What to produce –
Repeat exactly the lines below that lie between the line with "fn quantize(coordinate: f64)" and the line with "if group & CONTINUATION_BIT", counting both of those lines as part of the answer.

.....

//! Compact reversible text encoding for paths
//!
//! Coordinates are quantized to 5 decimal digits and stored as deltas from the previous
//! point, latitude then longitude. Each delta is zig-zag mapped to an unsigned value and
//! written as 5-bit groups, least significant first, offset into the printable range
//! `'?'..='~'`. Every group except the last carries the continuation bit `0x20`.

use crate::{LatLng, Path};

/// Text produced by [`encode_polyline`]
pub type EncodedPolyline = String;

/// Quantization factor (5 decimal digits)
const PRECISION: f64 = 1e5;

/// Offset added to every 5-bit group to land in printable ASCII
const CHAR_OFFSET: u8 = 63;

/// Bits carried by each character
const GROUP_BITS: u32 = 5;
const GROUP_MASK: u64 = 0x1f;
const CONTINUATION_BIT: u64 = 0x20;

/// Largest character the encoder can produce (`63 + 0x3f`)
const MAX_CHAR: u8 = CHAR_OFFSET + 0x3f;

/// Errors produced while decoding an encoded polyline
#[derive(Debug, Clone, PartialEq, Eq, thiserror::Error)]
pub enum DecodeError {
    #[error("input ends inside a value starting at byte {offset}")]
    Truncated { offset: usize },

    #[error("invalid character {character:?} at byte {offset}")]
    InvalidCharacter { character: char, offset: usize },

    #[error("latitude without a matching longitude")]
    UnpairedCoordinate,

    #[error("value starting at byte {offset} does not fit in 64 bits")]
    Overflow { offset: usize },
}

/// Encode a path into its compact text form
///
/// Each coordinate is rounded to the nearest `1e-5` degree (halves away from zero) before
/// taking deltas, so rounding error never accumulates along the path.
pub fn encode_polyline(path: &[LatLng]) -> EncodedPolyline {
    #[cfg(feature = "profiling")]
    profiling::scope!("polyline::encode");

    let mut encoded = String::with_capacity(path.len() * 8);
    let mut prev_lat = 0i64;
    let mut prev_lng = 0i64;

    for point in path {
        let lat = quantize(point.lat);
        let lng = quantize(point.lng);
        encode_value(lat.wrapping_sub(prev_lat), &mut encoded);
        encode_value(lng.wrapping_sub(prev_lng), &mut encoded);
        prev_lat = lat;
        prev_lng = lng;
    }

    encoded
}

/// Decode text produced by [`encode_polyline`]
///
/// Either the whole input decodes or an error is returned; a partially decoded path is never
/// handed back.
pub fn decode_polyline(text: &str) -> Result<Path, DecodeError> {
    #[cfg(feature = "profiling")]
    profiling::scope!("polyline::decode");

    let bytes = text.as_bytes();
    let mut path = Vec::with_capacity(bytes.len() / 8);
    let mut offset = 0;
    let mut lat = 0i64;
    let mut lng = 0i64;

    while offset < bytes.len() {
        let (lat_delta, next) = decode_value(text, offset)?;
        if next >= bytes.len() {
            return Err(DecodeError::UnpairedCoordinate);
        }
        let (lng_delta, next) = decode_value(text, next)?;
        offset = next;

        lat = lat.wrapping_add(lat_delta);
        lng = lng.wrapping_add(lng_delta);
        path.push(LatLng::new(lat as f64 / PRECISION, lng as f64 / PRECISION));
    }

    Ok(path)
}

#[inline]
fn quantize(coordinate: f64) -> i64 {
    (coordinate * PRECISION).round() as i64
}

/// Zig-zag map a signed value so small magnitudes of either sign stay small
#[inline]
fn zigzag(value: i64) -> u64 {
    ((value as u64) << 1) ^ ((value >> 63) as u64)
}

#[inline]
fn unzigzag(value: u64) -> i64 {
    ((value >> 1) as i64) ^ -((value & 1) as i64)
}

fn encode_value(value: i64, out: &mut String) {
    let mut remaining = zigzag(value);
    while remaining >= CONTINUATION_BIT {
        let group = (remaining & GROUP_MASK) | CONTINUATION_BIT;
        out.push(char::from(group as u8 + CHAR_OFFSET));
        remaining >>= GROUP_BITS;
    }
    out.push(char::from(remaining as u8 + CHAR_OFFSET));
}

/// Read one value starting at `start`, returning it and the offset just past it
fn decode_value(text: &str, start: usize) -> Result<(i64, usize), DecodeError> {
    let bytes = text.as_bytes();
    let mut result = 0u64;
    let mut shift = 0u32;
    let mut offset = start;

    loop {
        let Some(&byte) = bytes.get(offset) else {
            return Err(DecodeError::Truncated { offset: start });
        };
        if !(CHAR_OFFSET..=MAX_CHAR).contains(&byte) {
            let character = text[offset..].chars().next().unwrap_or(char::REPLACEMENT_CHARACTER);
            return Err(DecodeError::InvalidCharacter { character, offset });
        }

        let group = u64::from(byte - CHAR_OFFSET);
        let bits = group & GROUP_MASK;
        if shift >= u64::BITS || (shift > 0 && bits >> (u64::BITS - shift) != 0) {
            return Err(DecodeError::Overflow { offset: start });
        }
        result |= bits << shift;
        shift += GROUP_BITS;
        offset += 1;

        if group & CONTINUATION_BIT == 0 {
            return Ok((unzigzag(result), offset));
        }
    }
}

.....

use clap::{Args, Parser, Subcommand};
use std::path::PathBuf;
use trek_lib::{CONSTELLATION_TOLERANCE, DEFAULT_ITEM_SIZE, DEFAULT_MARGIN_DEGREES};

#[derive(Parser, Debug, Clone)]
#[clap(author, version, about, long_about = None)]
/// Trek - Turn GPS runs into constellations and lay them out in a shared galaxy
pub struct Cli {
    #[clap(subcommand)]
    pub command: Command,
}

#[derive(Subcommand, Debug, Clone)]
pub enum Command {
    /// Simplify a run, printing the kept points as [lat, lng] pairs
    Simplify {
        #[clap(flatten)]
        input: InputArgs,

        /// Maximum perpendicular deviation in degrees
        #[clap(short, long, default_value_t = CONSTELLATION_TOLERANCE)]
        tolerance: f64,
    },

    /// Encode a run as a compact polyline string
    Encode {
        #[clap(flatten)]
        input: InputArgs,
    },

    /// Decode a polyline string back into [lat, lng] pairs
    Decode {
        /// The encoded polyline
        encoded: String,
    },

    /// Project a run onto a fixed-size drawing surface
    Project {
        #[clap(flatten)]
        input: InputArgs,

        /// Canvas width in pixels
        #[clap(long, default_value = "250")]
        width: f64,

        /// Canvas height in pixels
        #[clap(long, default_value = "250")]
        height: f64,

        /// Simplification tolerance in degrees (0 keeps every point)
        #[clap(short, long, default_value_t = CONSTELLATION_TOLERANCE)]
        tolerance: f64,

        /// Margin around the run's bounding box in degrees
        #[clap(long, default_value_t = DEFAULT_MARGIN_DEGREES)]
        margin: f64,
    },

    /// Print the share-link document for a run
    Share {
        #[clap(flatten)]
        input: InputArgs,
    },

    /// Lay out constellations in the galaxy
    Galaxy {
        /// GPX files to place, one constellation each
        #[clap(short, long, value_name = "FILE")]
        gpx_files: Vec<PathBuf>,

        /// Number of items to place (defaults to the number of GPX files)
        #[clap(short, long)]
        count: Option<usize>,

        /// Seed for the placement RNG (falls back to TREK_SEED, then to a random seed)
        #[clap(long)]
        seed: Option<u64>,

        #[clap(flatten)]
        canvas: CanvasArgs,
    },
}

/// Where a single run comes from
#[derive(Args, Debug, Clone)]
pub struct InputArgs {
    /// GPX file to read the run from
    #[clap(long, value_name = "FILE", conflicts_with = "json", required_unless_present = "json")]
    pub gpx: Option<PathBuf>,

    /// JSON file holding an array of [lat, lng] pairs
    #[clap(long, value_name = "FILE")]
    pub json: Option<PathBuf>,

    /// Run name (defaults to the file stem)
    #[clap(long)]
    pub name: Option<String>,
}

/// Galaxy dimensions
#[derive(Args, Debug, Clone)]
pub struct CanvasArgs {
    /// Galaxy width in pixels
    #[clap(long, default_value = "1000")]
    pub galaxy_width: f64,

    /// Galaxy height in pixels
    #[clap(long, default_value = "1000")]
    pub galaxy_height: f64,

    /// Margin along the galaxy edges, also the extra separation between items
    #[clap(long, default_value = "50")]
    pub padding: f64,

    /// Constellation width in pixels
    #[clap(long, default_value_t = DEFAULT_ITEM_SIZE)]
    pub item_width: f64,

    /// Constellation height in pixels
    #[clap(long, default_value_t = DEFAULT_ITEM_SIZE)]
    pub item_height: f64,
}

.....

Expected output –
fn quantize(coordinate: f64) -> i64 {
    (coordinate * PRECISION).round() as i64
}

/// Zig-zag map a signed value so small magnitudes of either sign stay small
#[inline]
fn zigzag(value: i64) -> u64 {
    ((value as u64) << 1) ^ ((value >> 63) as u64)
}

#[inline]
fn unzigzag(value: u64) -> i64 {
    ((value >> 1) as i64) ^ -((value & 1) as i64)
}

fn encode_value(value: i64, out: &mut String) {
    let mut remaining = zigzag(value);
    while remaining >= CONTINUATION_BIT {
        let group = (remaining & GROUP_MASK) | CONTINUATION_BIT;
        out.push(char::from(group as u8 + CHAR_OFFSET));
        remaining >>= GROUP_BITS;
    }
    out.push(char::from(remaining as u8 + CHAR_OFFSET));
}

/// Read one value starting at `start`, returning it and the offset just past it
fn decode_value(text: &str, start: usize) -> Result<(i64, usize), DecodeError> {
    let bytes = text.as_bytes();
    let mut result = 0u64;
    let mut shift = 0u32;
    let mut offset = start;

    loop {
        let Some(&byte) = bytes.get(offset) else {
            return Err(DecodeError::Truncated { offset: start });
        };
        if !(CHAR_OFFSET..=MAX_CHAR).contains(&byte) {
            let character = text[offset..].chars().next().unwrap_or(char::REPLACEMENT_CHARACTER);
            return Err(DecodeError::InvalidCharacter { character, offset });
        }

        let group = u64::from(byte - CHAR_OFFSET);
        let bits = group & GROUP_MASK;
        if shift >= u64::BITS || (shift > 0 && bits >> (u64::BITS - shift) != 0) {
            return Err(DecodeError::Overflow { offset: start });
        }
        result |= bits << shift;
        shift += GROUP_BITS;
        offset += 1;

        if group & CONTINUATION_BIT == 0 {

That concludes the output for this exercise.